Energy regulator Ofgem has announced a 1.2% increase of the energy price cap for the period covering January-March 2025.
The change to the price cap – which sets a maximum rate per unit and standing charge that can be billed to customers for their energy use – will rise by £21 for an average household per year or around £1.75 a month.
For an average household paying by Direct Debit for dual fuel this equates to £1,738 per year. This is 10% (£190) cheaper compared to January-March 2024 (£1,928) and 57.2% (£2,321) less than the energy crisis (January-March 2023).
It comes as analysis by Ofgem shows around 1.5million households switched tariff over the past three months. The regulator is urging customers to take advantage of the rising choice in the market and look for the best deal to help keep their household bills down. By switching, savings of up to £140 are currently available.
Following a call by Ofgem in August for suppliers to offer more choice with low and no-standing charge tariffs, there has been an increase in the number of suppliers offering these kinds of deals. There are currently 8 available that are at least 10% below the level set in the price cap.

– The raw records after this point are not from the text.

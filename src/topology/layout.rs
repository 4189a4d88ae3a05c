//! Force-directed layout over the topology model.
//!
//! `force_graph` supplies charge repulsion, springs and anchors. On top of it
//! each step applies a rest-length link constraint and a weak pull towards
//! the canvas centre, both scaled by a cooling `alpha`. The simulation stops
//! stepping once alpha falls below [`ALPHA_MIN`] and is restarted by the
//! next refresh, pin or unpin.

use std::collections::HashMap;
use std::f64::consts::PI;

use force_graph::{DefaultNodeIdx, EdgeData, ForceGraph, NodeData, SimulationParameters};
use log::debug;

use super::model::TopologyModel;
use super::types::{Link, NodeId, OverlaySet, Point, Port};
use crate::config::{ColorConfig, ForceConfig};

pub const ALPHA_START: f64 = 0.1;
pub const ALPHA_MIN: f64 = 0.005;
const ALPHA_DECAY: f64 = 0.01;
const LINK_STRENGTH: f64 = 1.0;
const NODE_MASS: f32 = 10.0;

/// Which overlays a refresh recolors links with.
#[derive(Clone, Copy, Debug, Default, PartialEq, Eq)]
pub enum RefreshMode {
	#[default]
	Full,
	/// Primary overlay only; the secondary overlay is ignored.
	RoutesOnly,
}

#[derive(Clone, Copy, Debug, PartialEq, Eq)]
pub enum LinkColor {
	Default,
	Route,
	AlternateRoute,
}

impl LinkColor {
	pub fn css<'a>(&self, colors: &'a ColorConfig) -> &'a str {
		match self {
			LinkColor::Default => &colors.link,
			LinkColor::Route => &colors.route,
			LinkColor::AlternateRoute => &colors.alternate_route,
		}
	}
}

/// Color for a link given the current overlays. The primary overlay wins.
pub fn link_color(model: &TopologyModel, link: &Link, mode: RefreshMode) -> LinkColor {
	if model.overlay(OverlaySet::Primary).is_empty()
		&& model.overlay(OverlaySet::Secondary).is_empty()
	{
		return LinkColor::Default;
	}
	if model.overlay_contains(OverlaySet::Primary, link) {
		LinkColor::Route
	} else if mode == RefreshMode::Full && model.overlay_contains(OverlaySet::Secondary, link) {
		LinkColor::AlternateRoute
	} else {
		LinkColor::Default
	}
}

#[derive(Clone, Debug, PartialEq)]
pub struct LinkLine {
	pub link_idx: usize,
	pub from: Point,
	pub to: Point,
	pub color: LinkColor,
}

#[derive(Clone, Debug, PartialEq)]
pub struct NodeMark {
	pub index: usize,
	pub id: NodeId,
	pub at: Point,
	pub fixed: bool,
	pub label: String,
}

#[derive(Clone, Debug, PartialEq)]
pub struct PortMark {
	pub port: Port,
	pub at: Point,
	pub label: String,
}

/// Everything the renderer needs for one tick.
#[derive(Clone, Debug, Default, PartialEq)]
pub struct LayoutFrame {
	pub links: Vec<LinkLine>,
	pub nodes: Vec<NodeMark>,
	pub ports: Vec<PortMark>,
}

pub struct LayoutEngine {
	graph: ForceGraph<NodeId, ()>,
	force: ForceConfig,
	/// Node ids in seeding order; a node's slot is its position here.
	ids: Vec<NodeId>,
	slots: HashMap<NodeId, usize>,
	edges: Vec<(usize, usize)>,
	alpha: f64,
	mode: RefreshMode,
}

impl LayoutEngine {
	pub fn new(force: ForceConfig) -> Self {
		Self {
			graph: ForceGraph::new(Self::parameters(&force)),
			force,
			ids: Vec::new(),
			slots: HashMap::new(),
			edges: Vec::new(),
			alpha: 0.0,
			mode: RefreshMode::Full,
		}
	}

	fn parameters(force: &ForceConfig) -> SimulationParameters {
		SimulationParameters {
			force_charge: (-force.charge) as f32,
			force_spring: force.spring as f32,
			force_max: 100.0,
			node_speed: 3000.0,
			damping_factor: 0.9,
		}
	}

	pub fn alpha(&self) -> f64 {
		self.alpha
	}

	pub fn mode(&self) -> RefreshMode {
		self.mode
	}

	pub fn is_running(&self) -> bool {
		self.alpha >= ALPHA_MIN
	}

	pub fn center(&self) -> Point {
		Point::new(self.force.width / 2.0, self.force.height / 2.0)
	}

	pub fn resize(&mut self, width: f64, height: f64) {
		self.force.width = width;
		self.force.height = height;
	}

	/// Initial spot for a node that has never been placed: a ring around the
	/// centre, one link length out.
	fn seed_position(&self, i: usize, n: usize) -> Point {
		let angle = (i as f64) * 2.0 * PI / n.max(1) as f64;
		let c = self.center();
		Point::new(
			c.x + self.force.dist * angle.cos(),
			c.y + self.force.dist * angle.sin(),
		)
	}

	/// Rebuilds the simulation from the model and restarts it. Placed nodes
	/// keep their coordinates; new ones are seeded. Links missing an endpoint
	/// stay out until the node shows up.
	pub fn refresh(&mut self, model: &mut TopologyModel, mode: RefreshMode) {
		self.mode = mode;
		self.graph = ForceGraph::new(Self::parameters(&self.force));
		self.ids.clear();
		self.slots.clear();
		self.edges.clear();

		let n = model.nodes().len();
		let mut handles: Vec<DefaultNodeIdx> = Vec::with_capacity(n);
		for i in 0..n {
			let node = &model.nodes()[i];
			let (id, fixed, placed) = (node.id, node.fixed, node.pos);
			let pos = match placed {
				Some(pos) => pos,
				None => {
					let pos = self.seed_position(i, n);
					model.set_position(i, pos);
					pos
				}
			};
			handles.push(self.graph.add_node(NodeData {
				x: pos.x as f32,
				y: pos.y as f32,
				mass: NODE_MASS,
				is_anchor: fixed,
				user_data: id,
			}));
			self.slots.insert(id, i);
			self.ids.push(id);
		}

		for link in model.links() {
			let Some((s, t)) = link.endpoints() else {
				debug!("deferring link {} -> {}: endpoint unknown", link.src.node, link.dst.node);
				continue;
			};
			if s == t || s >= n || t >= n {
				continue;
			}
			self.graph.add_edge(handles[s], handles[t], EdgeData::default());
			self.edges.push((s, t));
		}

		debug!(
			"layout reseeded with {} nodes, {} links ({mode:?})",
			self.ids.len(),
			self.edges.len()
		);
		self.alpha = ALPHA_START;
	}

	pub fn resume(&mut self) {
		self.alpha = self.alpha.max(ALPHA_START);
	}

	/// Advances the simulation by one step and writes coordinates back into
	/// the model. Returns `false` once converged.
	pub fn step(&mut self, model: &mut TopologyModel, dt: f32) -> bool {
		if !self.is_running() {
			return false;
		}
		self.graph.update(dt);

		let mut positions = vec![Point::default(); self.ids.len()];
		let mut anchored = vec![false; self.ids.len()];
		let slots = &self.slots;
		self.graph.visit_nodes(|node| {
			if let Some(&slot) = slots.get(&node.data.user_data) {
				positions[slot] = Point::new(node.x() as f64, node.y() as f64);
				anchored[slot] = node.data.is_anchor;
			}
		});

		self.relax_links(&mut positions, &anchored);
		self.apply_gravity(&mut positions, &anchored);

		self.graph.visit_nodes_mut(|node| {
			if node.data.is_anchor {
				return;
			}
			if let Some(&slot) = slots.get(&node.data.user_data) {
				node.data.x = positions[slot].x as f32;
				node.data.y = positions[slot].y as f32;
			}
		});

		for (slot, id) in self.ids.iter().enumerate() {
			if anchored[slot] {
				continue;
			}
			if let Some(index) = model.index_of(id) {
				model.set_position(index, positions[slot]);
			}
		}

		self.alpha *= 1.0 - ALPHA_DECAY;
		true
	}

	/// Nudges both ends of every link towards the rest length. An anchored
	/// end stays put and the free end takes the whole correction.
	fn relax_links(&self, positions: &mut [Point], anchored: &[bool]) {
		for &(s, t) in &self.edges {
			let (a, b) = (positions[s], positions[t]);
			let (dx, dy) = (b.x - a.x, b.y - a.y);
			let len_sq = dx * dx + dy * dy;
			if len_sq <= 1e-9 {
				continue;
			}
			let len = len_sq.sqrt();
			let k = self.alpha * LINK_STRENGTH * (len - self.force.dist) / len;
			let (dx, dy) = (dx * k, dy * k);
			let (ws, wt) = match (anchored[s], anchored[t]) {
				(true, true) => continue,
				(true, false) => (0.0, 1.0),
				(false, true) => (1.0, 0.0),
				(false, false) => (0.5, 0.5),
			};
			positions[t].x -= dx * wt;
			positions[t].y -= dy * wt;
			positions[s].x += dx * ws;
			positions[s].y += dy * ws;
		}
	}

	fn apply_gravity(&self, positions: &mut [Point], anchored: &[bool]) {
		let k = self.alpha * self.force.gravity;
		if k <= 0.0 {
			return;
		}
		let c = self.center();
		for (pos, &fixed) in positions.iter_mut().zip(anchored) {
			if fixed {
				continue;
			}
			pos.x += (c.x - pos.x) * k;
			pos.y += (c.y - pos.y) * k;
		}
	}

	fn sync_node(&mut self, id: NodeId, pos: Option<Point>, anchor: bool) {
		self.graph.visit_nodes_mut(|node| {
			if node.data.user_data != id {
				return;
			}
			if let Some(pos) = pos {
				node.data.x = pos.x as f32;
				node.data.y = pos.y as f32;
			}
			node.data.is_anchor = anchor;
		});
	}

	/// Pins a node at `pos`. The simulation no longer moves it.
	pub fn pin(&mut self, model: &mut TopologyModel, index: usize, pos: Point) {
		let Some(id) = model.nodes().get(index).map(|n| n.id) else {
			return;
		};
		model.set_fixed(index, true);
		model.set_position(index, pos);
		self.sync_node(id, Some(pos), true);
		self.resume();
	}

	/// Releases a pinned node back to the simulation.
	pub fn unpin(&mut self, model: &mut TopologyModel, index: usize) {
		let Some(id) = model.nodes().get(index).map(|n| n.id) else {
			return;
		};
		model.set_fixed(index, false);
		self.sync_node(id, None, false);
		self.resume();
	}

	/// Link lines, node transforms, port positions and link colors for the
	/// model's current coordinates.
	pub fn frame(&self, model: &TopologyModel) -> LayoutFrame {
		let nodes = model.nodes();
		let position = |i: usize| nodes.get(i).and_then(|n| n.pos);

		let links = model
			.links()
			.iter()
			.enumerate()
			.filter_map(|(link_idx, link)| {
				let (s, t) = link.endpoints()?;
				Some(LinkLine {
					link_idx,
					from: position(s)?,
					to: position(t)?,
					color: link_color(model, link, self.mode),
				})
			})
			.collect();

		let node_marks = nodes
			.iter()
			.enumerate()
			.filter_map(|(index, node)| {
				Some(NodeMark {
					index,
					id: node.id,
					at: node.pos?,
					fixed: node.fixed,
					label: node.label(),
				})
			})
			.collect();

		let ports = model
			.ports()
			.into_iter()
			// Hosts draw no port circle of their own.
			.filter(|port| port.port.node.is_switch())
			.filter_map(|port| {
				Some(PortMark {
					at: model.port_position(&port)?,
					label: port.port.label(),
					port,
				})
			})
			.collect();

		LayoutFrame {
			links,
			nodes: node_marks,
			ports,
		}
	}

	pub fn tick(&mut self, model: &mut TopologyModel, dt: f32) -> LayoutFrame {
		self.step(model, dt);
		self.frame(model)
	}
}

However, while these come with a lower standing charge, they do have a higher unit rate. They could benefit customers with lower energy usage but will not work for everyone so consumers should carefully consider what works for them.
Tim Jarvis, Director General of Markets at Ofgem, said “While today’s change means the cap has remained relatively stable, we understand that the cost of energy remains a challenge for too many households. However, with more tariffs coming into the market, there are ways for customers to bring their bill down so please shop around and look at all the options.
“Our reliance on volatile international markets – which are affected by factors such as events in Russia and the Middle East – means the cost of energy will continue to fluctuate. So it’s more important than ever to stay focused on building a renewable, home-grown energy system to bring costs down and give households stability.
“In the short term though, anyone struggling with bills should speak to their supplier to make sure they’re getting the help they need and look around to make sure they’re on the best, most affordable deal for them.”
Reacting to the announcement, Chief Client Officer at StepChange Debt Charity, Richard Lane, said “News out today that the typical cost of energy bills will rise in the new year is a blow to consumers who are already facing considerable cost of living pressures. What’s more, this decision comes as inflation trended above the Bank of England’s 2% target this week, driven by rising energy bills.”
“The cyclical nature of energy usage means consumers face generally higher costs over the winter period, and as a result this decision will have a two-pronged impact on consumers. First, it piles on additional financial pressure at an already difficult time, but it also reduces struggling households’ ability to tackle existing energy debt.”
“It’s for this reason that alongside other sector partners we have consistently been calling on the Government to introduce targeted support for energy bills for those who need it most, alongside a Help to Repay scheme for those facing energy debt as a result of high costs over the last three years.”
Independent Age Chief Executive Joanna Elson, CBE said “Today’s price cap announcement will be extremely concerning to older people living in financial hardship. We now know that energy bills will rise yet again in January by 1% from an average of £1,717 to £1,738. Earlier this year, it was predicted that energy bills would start to fall from January 2025, so this will be a hard pill to swallow for those in later life worried that their budgets were already stretched to breaking point. Now they will need to find extra money to cover their rising bills.
“This bill increase will arrive right in the middle of winter, a period we anticipate will be very tough for millions of older people. That’s because the latest figures show that almost one million eligible older people do not receive Pension Credit, meaning they will no longer qualify for the Winter Fuel Payment despite living on a low income. We are also worried about the older people that live just above the Pension Credit threshold, sometimes by just a few pounds. They will now lose a vital lifeline during a period of increased energy costs.
“We are running out of time, but it’s not too late for the UK Government to reconsider its plan to means test the Winter Fuel Payment. It’s misguided and will see far too many older people fall through the cracks. If there isn’t a course correction, we are looking at a winter of drastic cutbacks and ill health. The older people we speak to are worried that losing the extra money will negatively impact their physical health, as they will be forced to cut down on their heating and eating.
“High energy prices have been a part of life for several years now. The UK Government should address this issue and bring in policies that provide long-term financial security for all older people. Introducing a single energy social tariff will help protect those living on low incomes from future spikes in energy costs. Nobody should be left out in the cold.”